Избранное - Романы. Повесть. Рассказы - Мюриэл Спарк
Шрифт:
Интервал:
Закладка:
Я перескакивала через страницы, возвращалась к началу и размышляла о том, как Челлини и его искусство пребывали в долгом любовном согласии, как потешно противоречил Челлини самому себе в своих поступках, как нахваливал он свою работу:
«...и когда я приехал в Пьяченцу, я встретил на улице герцога Пьерлуиджи, каковой на меня посмотрел и меня узнал. И я, который знал, что все то зло, которое со мною было в римском замке Святого Ангела, причиной ему был всецело он, меня привело в немалую страсть увидеть его; и, не ведая никакого способа уйти из его рук, я решил сходить ему представиться; и пришел как раз, когда убрали со стола, и были с ним те самые люди из дома Ланди, которые потом были те, кто его убил. Когда я вошел к его светлости, этот человек учинил мне самые непомерные ласки, какие только можно себе представить; и среди этих ласк сам завел речь, говоря тем, кто тут же присутствовал, что я первый человек на свете в моем художестве...»
Таким манером, забыв о заботах, я вернулась к первой странице, к начальной фразе этой великолепной автобиографии:
«Все люди всяческого рода, которые сделали что-либо доблестное или похожее на доблесть, должны бы, если они правдивы и честны, своею собственною рукою описать свою жизнь...»
Когда-нибудь, подумала я, я опишу свою жизнь. Но сперва ее надо прожить.
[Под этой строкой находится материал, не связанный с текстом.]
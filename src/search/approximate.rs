//! Edit-distance search with synonym hints, for queries worded differently from the
//! canonical term.

use super::exact::active_first;
use super::result::build_result;
use super::scoring::{approximate_score, round_score, variant_ratio};
use super::synonyms::SynonymHints;
use crate::config::ApproximateScoring;
use crate::text;
use crate::types::{SearchMode, SearchOptions, SearchOutcome};
use crate::vocabulary::{LowLevelTerm, PreferredTerm, Vocabulary};

/// Rank every eligible LLT by similarity to `query`.
///
/// The query and each candidate are compared with whitespace removed. A candidate is
/// compared through its own name and any synonym hints configured for that exact name;
/// the best variant counts. Candidates below `weights.min_ratio` are dropped.
/// Results are ordered by rounded score, then active first, then shorter names first.
pub fn search_approximate(
    vocab: &Vocabulary,
    query: &str,
    options: SearchOptions,
    weights: &ApproximateScoring,
    hints: &SynonymHints,
) -> SearchOutcome {
    let compact_query = text::compact(query);
    if compact_query.is_empty() {
        return SearchOutcome::empty(SearchMode::Approximate);
    }

    let mut scored: Vec<(f64, &LowLevelTerm, &PreferredTerm)> = vocab
        .llts()
        .iter()
        .filter(|llt| options.include_inactive || llt.active)
        .filter_map(|llt| {
            let pt = vocab.pt(&llt.parent_code)?;
            let ratio = best_ratio(&compact_query, llt, weights, hints)?;
            if ratio < weights.min_ratio {
                return None;
            }
            let score = round_score(approximate_score(ratio, llt.active, weights));
            Some((score, llt, pt))
        })
        .collect();

    scored.sort_by(|(score_a, llt_a, _), (score_b, llt_b, _)| {
        score_b
            .total_cmp(score_a)
            .then_with(|| active_first(llt_a, llt_b))
            .then_with(|| text::char_len(&llt_a.name).cmp(&text::char_len(&llt_b.name)))
    });

    tracing::debug!(
        "Approximate search '{}' kept {} candidates (limit {})",
        query,
        scored.len(),
        options.limit
    );

    let results = scored
        .into_iter()
        .take(options.limit)
        .map(|(score, llt, pt)| build_result(llt, pt, vocab.hierarchy(&pt.code), score))
        .collect();

    SearchOutcome {
        results,
        mode: SearchMode::Approximate,
        approximate_used: true,
    }
}

/// Best bonus-adjusted ratio over the term's name and its synonym hints.
///
/// `None` when the term has no non-empty variant to compare against.
fn best_ratio(
    query: &str,
    llt: &LowLevelTerm,
    weights: &ApproximateScoring,
    hints: &SynonymHints,
) -> Option<f64> {
    std::iter::once(llt.compact_name.as_str())
        .filter(|name| !name.is_empty())
        .chain(hints.for_name(&llt.name).iter().map(String::as_str))
        .map(|variant| variant_ratio(query, variant, weights))
        .max_by(f64::total_cmp)
}
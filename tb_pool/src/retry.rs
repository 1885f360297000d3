use std::fmt;
use std::time::Duration;

use serde::Deserialize;
use tracing::warn;

use crate::errors::RetryExhausted;

/// Default attempts before giving up on an item
pub const DEFAULT_MAX_ATTEMPTS: u32 = 5;

/// Bounded retry loop for fallible per-item work
#[derive(Debug, Clone, Copy, PartialEq, Eq, Deserialize)]
pub struct RetryPolicy {
    /// Total attempts, including the first
    #[serde(default = "default_max_attempts")]
    pub max_attempts: u32,

    /// Pause between attempts
    #[serde(default, with = "millis")]
    pub backoff: Duration,
}

impl RetryPolicy {
    pub fn new(max_attempts: u32) -> Self {
        Self { max_attempts: max_attempts.max(1), backoff: Duration::ZERO }
    }

    pub fn with_backoff(mut self, backoff: Duration) -> Self {
        self.backoff = backoff;
        self
    }

    /// Call `operation` with the attempt number (starting at 1) until it
    /// succeeds or attempts run out
    pub fn run<T, E, F>(&self, mut operation: F) -> Result<T, RetryExhausted<E>>
    where
        E: fmt::Display,
        F: FnMut(u32) -> Result<T, E>,
    {
        let max_attempts = self.max_attempts.max(1);
        let mut attempt = 1;

        loop {
            match operation(attempt) {
                Ok(value) => return Ok(value),
                Err(err) if attempt >= max_attempts => {
                    warn!("Attempt {}/{} failed, giving up: {}", attempt, max_attempts, err);
                    return Err(RetryExhausted { attempts: attempt, last: err });
                }
                Err(err) => {
                    warn!("Attempt {}/{} failed, retrying: {}", attempt, max_attempts, err);
                    if !self.backoff.is_zero() {
                        std::thread::sleep(self.backoff);
                    }
                    attempt += 1;
                }
            }
        }
    }
}

impl Default for RetryPolicy {
    fn default() -> Self {
        Self::new(DEFAULT_MAX_ATTEMPTS)
    }
}

fn default_max_attempts() -> u32 {
    DEFAULT_MAX_ATTEMPTS
}

mod millis {
    use std::time::Duration;

    use serde::Deserialize;
    use serde::Deserializer;

    pub fn deserialize<'de, D: Deserializer<'de>>(deserializer: D) -> Result<Duration, D::Error> {
        u64::deserialize(deserializer).map(Duration::from_millis)
    }
}

#[cfg(test)]
mod tests {
    use std::cell::Cell;

    use super::*;

    #[test]
    fn test_first_attempt_succeeds() {
        let calls = Cell::new(0);
        let result: Result<u32, RetryExhausted<String>> = RetryPolicy::default().run(|attempt| {
            calls.set(calls.get() + 1);
            Ok(attempt)
        });

        assert_eq!(result.unwrap(), 1);
        assert_eq!(calls.get(), 1);
    }

    #[test]
    fn test_succeeds_after_failures() {
        let result = RetryPolicy::new(5).run(|attempt| if attempt < 3 { Err(format!("attempt {attempt}")) } else { Ok(attempt) });
        assert_eq!(result.unwrap(), 3);
    }

    #[test]
    fn test_exhausted_keeps_last_error() {
        let result: Result<(), _> = RetryPolicy::new(4).run(|attempt| Err(format!("attempt {attempt}")));

        let err = result.unwrap_err();
        assert_eq!(err.attempts, 4);
        assert_eq!(err.last, "attempt 4");
        assert_eq!(err.to_string(), "Gave up after 4 attempts: attempt 4");
    }

    #[test]
    fn test_zero_attempts_still_tries_once() {
        let calls = Cell::new(0);
        let policy = RetryPolicy { max_attempts: 0, backoff: Duration::ZERO };
        let _: Result<(), _> = policy.run(|_| {
            calls.set(calls.get() + 1);
            Err("nope")
        });
        assert_eq!(calls.get(), 1);
    }

    #[test]
    fn test_backoff_between_attempts() {
        let policy = RetryPolicy::new(3).with_backoff(Duration::from_millis(20));
        let start = std::time::Instant::now();
        let _: Result<(), _> = policy.run(|_| Err("nope"));
        assert!(start.elapsed() >= Duration::from_millis(40));
    }
}
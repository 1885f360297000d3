use std::fs::File;
use std::path::Path;

use parking_lot::Mutex;

use crate::errors::SinkError;

/// Destination for rows coming out of the bulk loader
///
/// `insert` is called concurrently from every worker; implementations
/// serialize internally as needed.
pub trait RecordSink: Send + Sync {
    /// Store one row whose fields line up with `headers`
    fn insert(&self, headers: &[String], row: &[String]) -> Result<(), SinkError>;

    /// Make stored rows durable
    fn flush(&self) -> Result<(), SinkError> {
        Ok(())
    }
}

struct CsvSinkState {
    writer: csv::Writer<File>,
    header_written: bool,
}

/// Appends accepted rows to a CSV file, header first
pub struct CsvSink {
    state: Mutex<CsvSinkState>,
}

impl CsvSink {
    pub fn create<P: AsRef<Path>>(path: P) -> Result<Self, SinkError> {
        let writer = csv::Writer::from_path(path)?;
        Ok(Self { state: Mutex::new(CsvSinkState { writer, header_written: false }) })
    }
}

impl RecordSink for CsvSink {
    fn insert(&self, headers: &[String], row: &[String]) -> Result<(), SinkError> {
        let mut state = self.state.lock();
        if !state.header_written {
            state.writer.write_record(headers)?;
            state.header_written = true;
        }
        state.writer.write_record(row)?;
        Ok(())
    }

    fn flush(&self) -> Result<(), SinkError> {
        self.state.lock().writer.flush()?;
        Ok(())
    }
}

/// Keeps rows in memory
#[derive(Default)]
pub struct MemorySink {
    rows: Mutex<Vec<Vec<String>>>,
}

impl MemorySink {
    pub fn new() -> Self {
        Self::default()
    }

    /// Rows stored so far, in insertion order
    pub fn rows(&self) -> Vec<Vec<String>> {
        self.rows.lock().clone()
    }

    pub fn len(&self) -> usize {
        self.rows.lock().len()
    }

    pub fn is_empty(&self) -> bool {
        self.rows.lock().is_empty()
    }
}

impl RecordSink for MemorySink {
    fn insert(&self, headers: &[String], row: &[String]) -> Result<(), SinkError> {
        if row.len() != headers.len() {
            return Err(SinkError::Rejected(format!("expected {} fields, got {}", headers.len(), row.len())));
        }
        self.rows.lock().push(row.to_vec());
        Ok(())
    }
}

#[cfg(test)]
mod tests {
    use super::*;

    fn headers() -> Vec<String> {
        vec!["ID".to_string(), "Name".to_string()]
    }

    #[test]
    fn test_memory_sink() {
        let sink = MemorySink::new();
        assert!(sink.is_empty());

        sink.insert(&headers(), &["1".to_string(), "Niki".to_string()]).unwrap();
        assert_eq!(sink.rows(), vec![vec!["1".to_string(), "Niki".to_string()]]);

        let err = sink.insert(&headers(), &["2".to_string()]).unwrap_err();
        assert!(matches!(err, SinkError::Rejected(_)));
        assert_eq!(sink.len(), 1);
    }

    #[test]
    fn test_csv_sink_writes_header_once() {
        let path = std::env::temp_dir().join(format!("tb_app_sink_{}.csv", std::process::id()));
        let sink = CsvSink::create(&path).unwrap();

        sink.insert(&headers(), &["1".to_string(), "Niki".to_string()]).unwrap();
        sink.insert(&headers(), &["2".to_string(), "Jojo".to_string()]).unwrap();
        sink.flush().unwrap();

        let text = std::fs::read_to_string(&path).unwrap();
        assert_eq!(text, "ID,Name\n1,Niki\n2,Jojo\n");
        let _ = std::fs::remove_file(path);
    }
}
«...мне даже кажется, что я в большем душевном довольствии и телесном здравии, чем когда-либо раньше, — и вспоминая о кое-каких благих отрадах и кое-каких неописуемых бедствиях, каковые, когда я оборачиваюсь назад, ужасают меня удивлением, что я достиг до этого возраста пятидесяти восьми лет, с каковым, столь счастливо, я, благодаря милости божией, иду вперед».
На днях, описывая этот малый отрезок своей жизни и все, что происходило тогда, в середине двадцатого века, все эти месяцы 1949—1950 годов, я прочла последний из приведенных отрывков и мысленно возвратилась к весне 1950-го, когда я читала его, лежа в постели у себя в Кенсингтоне. Я прикидывала, что из этой книги можно извлечь бесконечное множество волшебных стихотворений, всего лишь ее перелистывая, выхватывая там страничку, здесь эпизод или сценку, и, пока я забавлялась этой мыслью, меня вдруг ни с того ни с сего осенило, что Дотти, прекрасно знавшая, где у меня что лежит, конечно же, забрала пачку в тот самый вечер, когда привратник впустил ее ко мне в комнату.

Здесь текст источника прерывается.